Current location - Education and Training Encyclopedia - Graduation thesis - What are the data analysis methods of this paper?
What are the data analysis methods of this paper?
What are the data analysis methods introduced in this paper, as follows:

This paper adopts three data methods: multiple choice research, cluster analysis and weight research.

1. Multiple choice research: Multiple choice analysis can be divided into four types, including multiple choice, single choice-multiple choice, multiple choice-single choice and multiple choice-multiple choice.

2. Cluster analysis: Cluster analysis classifies sample objects based on multiple research titles. If clustering is based on samples, the system will automatically identify whether to use K-means clustering algorithm or K-prototype clustering algorithm by using the "clustering" function in the advanced method module of SPSSAU.

3. Weight research: Weight research is used to analyze the importance of various factors or indicators in the comprehensive system and finally build a weight system. There are many methods to study the weight, including factor analysis, entropy method, AHP analytic hierarchy process, TOPSIS method, fuzzy comprehensive evaluation method, grey correlation method and so on.

First, regression analysis.

In practical problems, it is often encountered that several variables need to be considered at the same time, such as the relationship between height and weight, blood pressure, age and so on. The relationship between them is very complicated and cannot be studied accurately, so the relationship between them cannot be expressed in functional form. In order to study the relationship between these variables, it is necessary to obtain data through a large number of experimental observations and use statistical methods to find out their relationships, which reflect the statistical laws between variables. One of the statistical methods is regression analysis.

The simplest is linear regression, which only considers the relationship between a dependent variable Y and an independent variable X. For example, if we want to study the relationship between people's height and weight, we need to collect a large number of different people's height and weight data and then establish a linear model. Next, the unknown parameters need to be estimated, and the least square method can be used here. Finally, the regression equation should be tested for significance to verify whether y changes linearly with X. Here we usually use t test.

Second, analysis of variance.

In practical work, there are many factors that affect one thing, and people hope to observe the influence of various factors on the experimental results through experiments. Variance analysis is a mathematical statistical method to study whether the change of one or more factors has a significant impact on the observed values of experimental results, so as to find out better experimental conditions or production conditions.

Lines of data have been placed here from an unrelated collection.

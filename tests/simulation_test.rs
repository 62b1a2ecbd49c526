use std::process::{Command, Output};

fn run_simulation(args: &[&str]) -> Output {
    Command::new(env!("CARGO_BIN_EXE_traffic_sim"))
        .args(args)
        .env("RUST_LOG", "warn,traffic_sim=info")
        .output()
        .expect("Failed to execute simulation")
}

/// Test that the rush-hour simulation runs to completion
#[test]
fn test_rush_hour_simulation_runs() {
    let output = run_simulation(&["--ticks", "120", "--status-every", "0"]);

    assert!(
        output.status.success(),
        "Simulation failed to run. stderr: {}",
        String::from_utf8_lossy(&output.stderr)
    );

    let stderr = String::from_utf8_lossy(&output.stderr);
    assert!(
        stderr.contains("SIMULATION COMPLETE"),
        "Simulation did not complete properly. stderr: {}",
        stderr
    );

    let stdout = String::from_utf8_lossy(&output.stdout);
    assert!(stdout.contains("Morning Rush Hour"));
    assert!(stdout.contains("Evening Rush Hour"));
    assert!(stdout.contains("Optimal multi-factor path"));
}

/// Test that simulation statistics are logged
#[test]
fn test_simulation_statistics_logged() {
    let output = run_simulation(&["--ticks", "60", "--status-every", "0"]);
    assert!(output.status.success(), "Simulation failed to run");

    let stderr = String::from_utf8_lossy(&output.stderr);
    assert!(
        stderr.contains("Total vehicles: 180"),
        "Missing morning vehicle count. stderr: {}",
        stderr
    );
    for statistic in ["Vehicles completed:", "Completion rate:", "Average congestion:"] {
        assert!(stderr.contains(statistic), "Missing '{}' statistic", statistic);
    }
}

/// Test that the whole morning rush reaches the business district
#[test]
fn test_morning_rush_completes() {
    let output = run_simulation(&["--ticks", "400", "--status-every", "0"]);
    assert!(output.status.success(), "Simulation failed to run");

    let stderr = String::from_utf8_lossy(&output.stderr);
    let rate_line = stderr
        .lines()
        .find(|line| line.contains("Completion rate:"))
        .expect("Could not find 'Completion rate' line");

    // Format: "[2026-01-01T00:00:00Z INFO  traffic_sim] Completion rate: 100.0%"
    let rate: f32 = rate_line
        .split("Completion rate:")
        .nth(1)
        .and_then(|s| s.trim().strip_suffix('%'))
        .and_then(|s| s.trim().parse().ok())
        .unwrap_or_else(|| panic!("Could not parse completion rate from: {}", rate_line));

    assert_eq!(rate, 100.0, "Morning rush did not finish: {}%", rate);
}

/// Test that a seeded random scenario injects the requested traffic
#[test]
fn test_random_scenario_with_seed() {
    let output = run_simulation(&[
        "--scenario",
        "random",
        "--seed",
        "42",
        "--vehicles",
        "100",
        "--ticks",
        "60",
        "--status-every",
        "30",
    ]);
    assert!(
        output.status.success(),
        "Random scenario failed. stderr: {}",
        String::from_utf8_lossy(&output.stderr)
    );

    let stderr = String::from_utf8_lossy(&output.stderr);
    assert!(stderr.contains("Injected 100 random vehicles"));
    assert!(stderr.contains("SIMULATION COMPLETE"));

    let stdout = String::from_utf8_lossy(&output.stdout);
    assert!(stdout.contains("Simulation status at t="));
}

/// Test that capacity overflow is reported as a failure
#[test]
fn test_random_scenario_over_capacity_fails() {
    let output = run_simulation(&[
        "--scenario",
        "random",
        "--vehicles",
        "20",
        "--max-vehicles",
        "10",
    ]);

    assert!(!output.status.success());
    let stderr = String::from_utf8_lossy(&output.stderr);
    assert!(stderr.contains("Failed to generate random traffic"));
}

The quantitative indicators observed by people in experiments are called observed values, the conditions that affect the observed values are called factors, the different states of factors are called levels, and a factor may have multiple levels.

In an experiment, a series of different observation results can be obtained, some of which are caused by different treatment methods or conditions. This phenomenon is called factor effect. Some are caused by errors, which are called experimental errors. The main work of variance analysis is to decompose the total variation of measured data into factor effect and experimental error according to the different reasons that cause the variation, and make a quantitative analysis of it, and compare the importance of various reasons in the total variation as the basis for statistical inference.

For example, we have four components produced by different formulations, and we want to judge whether there are significant differences in their service life. Here, the formula is the factor that affects the service life of parts, and four different formulas become four grades. It can be judged by analysis of variance.